政府は、2024年秋に現行の健康保険証を廃止し、マイナンバーカードに機能を一本化する「マイナ保険証」を事実上、義務化する。医療機関にとって、患者の同意があれば薬の処方歴も確認できるようになり、医療の質向上が期待される。一方で、対応するシステムの導入が必須となって負担が生じ、マイナカード自体の普及も進んでいないなど、不安や反発の声が上がる。
青森市の青森県立中央病院。患者たちは来院すると、受付の職員に従来の保険証を提示する。県病によると、院内にはマイナ保険証の専用読み取り機が4台あるが、利用は1日にわずか2回程度だという。担当者は「デジタル化は患者の利便性向上につながるいいことだ」と話す。しかし、「現状では2年後までにどこまで普及するのかわからない。その中で紙の保険証がなくなるのはちょっと……」と心配した。
マイナ保険証は21年10月に本格運用が始まった。県内のマイナカードの交付率は今年10月末現在で46・3%。交付が進まないのは、今はそれほど取得のメリットが感じられないことや、個人情報流出への懸念などがあるとみられる。

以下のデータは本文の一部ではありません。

//! The [`Registry`]: an append-only log of missing-translation paths.
//!
//! Entries accumulate until [`Registry::clear`] (or a successful flush)
//! empties the log. Duplicates are kept in the log and collapsed only when
//! exporting to a [`Document`].

use std::collections::HashSet;
use std::sync::{Mutex, MutexGuard, PoisonError};

use i18n_workflow_core::{to_yaml, CatalogResult, Document};
use regex::Regex;
use tracing::debug;

use crate::key::{normalize_keys, KeyPath};
use crate::lookup::{placeholder_text, LookupOptions};

/// Log of failed translation lookups.
///
/// The log sits behind a single mutex, so one registry can be shared by
/// every thread that performs lookups.
#[derive(Debug, Default)]
pub struct Registry {
    entries: Mutex<Vec<KeyPath>>,
}

impl Registry {
    /// Create an empty registry.
    pub fn new() -> Self {
        Self::default()
    }

    fn log(&self) -> MutexGuard<'_, Vec<KeyPath>> {
        // The log is plain data; a panic elsewhere cannot leave it half-written.
        self.entries.lock().unwrap_or_else(PoisonError::into_inner)
    }

    /// Record a missing translation and return its placeholder text.
    ///
    /// `scopes` are the raw scope names (without the `_scope` suffix). A
    /// lookup with no leaf key is not recorded, but still gets placeholder
    /// text built from its interpolation values.
    pub fn record<S: AsRef<str>>(
        &self,
        locale: &str,
        leaf: Option<&str>,
        scopes: &[S],
        options: &LookupOptions,
    ) -> String {
        match KeyPath::from_lookup(locale, leaf, scopes) {
            Some(path) => {
                debug!(path = %path, "recording missing translation");
                self.log().push(path);
            }
            None => debug!(locale, "ignoring lookup without a key"),
        }
        placeholder_text(leaf.unwrap_or_default(), options)
    }

    /// Record a failed lookup as reported by a translation backend.
    ///
    /// `key` may be dotted and `scope` entries may be dotted too; both are
    /// split on the separator from `options` before recording.
    pub fn record_failure<S: AsRef<str>>(
        &self,
        locale: &str,
        key: &str,
        scope: &[S],
        options: &LookupOptions,
    ) -> String {
        let mut segments = normalize_keys(None, key, scope, options.separator());
        let leaf = segments.pop();
        self.record(locale, leaf.as_deref(), &segments, options)
    }

    /// Returns `true` if any missing translation has been recorded.
    pub fn has_missing(&self) -> bool {
        !self.log().is_empty()
    }

    /// Number of recorded entries, duplicates included.
    pub fn len(&self) -> usize {
        self.log().len()
    }

    /// Returns `true` if nothing has been recorded.
    pub fn is_empty(&self) -> bool {
        !self.has_missing()
    }

    /// A copy of the recorded paths in recording order.
    pub fn entries(&self) -> Vec<KeyPath> {
        self.log().clone()
    }

    /// Forget every recorded entry.
    pub fn clear(&self) {
        self.log().clear();
    }

    /// Drop every entry whose dotted path matches `pattern`.
    ///
    /// Returns the number of entries removed.
    pub fn filter(&self, pattern: &Regex) -> usize {
        let mut log = self.log();
        let before = log.len();
        log.retain(|path| !pattern.is_match(&path.dotted()));
        let removed = before - log.len();
        if removed > 0 {
            debug!(pattern = %pattern, removed, "filtered missing translations");
        }
        removed
    }

    /// Take every entry out of the log, leaving it empty.
    ///
    /// Pair with [`restore`](Self::restore) when the taken entries could not
    /// be persisted.
    pub fn drain(&self) -> Vec<KeyPath> {
        std::mem::take(&mut *self.log())
    }

    /// Put previously drained entries back ahead of anything recorded since.
    pub fn restore(&self, mut entries: Vec<KeyPath>) {
        let mut log = self.log();
        entries.append(&mut log);
        *log = entries;
    }

    /// The recorded paths as a catalog of empty leaves.
    ///
    /// With `locale`, only paths for that locale are included.
    pub fn to_document(&self, locale: Option<&str>) -> Document {
        paths_to_document(&self.log(), locale)
    }

    /// All recorded paths as catalog YAML.
    pub fn to_yaml(&self) -> CatalogResult<String> {
        to_yaml(&self.to_document(None))
    }
}

/// Fold paths into one document, skipping duplicates and other locales.
pub fn paths_to_document(paths: &[KeyPath], locale: Option<&str>) -> Document {
    let mut seen = HashSet::new();
    let mut doc = Document::new();
    for path in paths {
        if locale.is_some_and(|l| path.locale() != l) {
            continue;
        }
        if !seen.insert(path) {
            continue;
        }
        doc.absorb(&Document::from_path(path.segments()));
    }
    doc
}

保険証廃止に先立ち、政府は23年4月から原則全ての医療機関や薬局で患者がマイナカードを利用できるよう義務付ける。ところが10月30日現在、県内でカードを利用できる医療機関などは42・8%にとどまっている。マイナカードが行き渡っていない現状で、保険証が廃止されれば混乱が生じる可能性がある。
そんな中、県保険医協会は10月、マイナ保険証の実質義務化を批判する声明を発表した。医療機関は、あと残り半年足らずでマイナ保険証に対応するシステムを導入しなければならないからだ。協会は声明文で、「(システム導入の)拙速な義務化は医療機関を追い込み、一部は廃業を迫られるなど、患者の医療アクセスを阻害する危険性がある」として撤回を求めている。
協会が反発する背景には、半導体不足もある。全国で整備が集中しているため、システムの機材の納入が遅れるケースも出ているからだ。協会の担当者は「23年3月末までに導入しろと言われても、多くの病院にとっては物理的に不可能だ」と主張する。
マイナ保険証の義務化にはマイナカードの普及を進めたい政府の思惑が透けて見える。だが、弘前市のある開業医は「利用がほとんどないので、現場ではメリットを感じられていない。手段と目的が逆転しているのでは」とこぼした。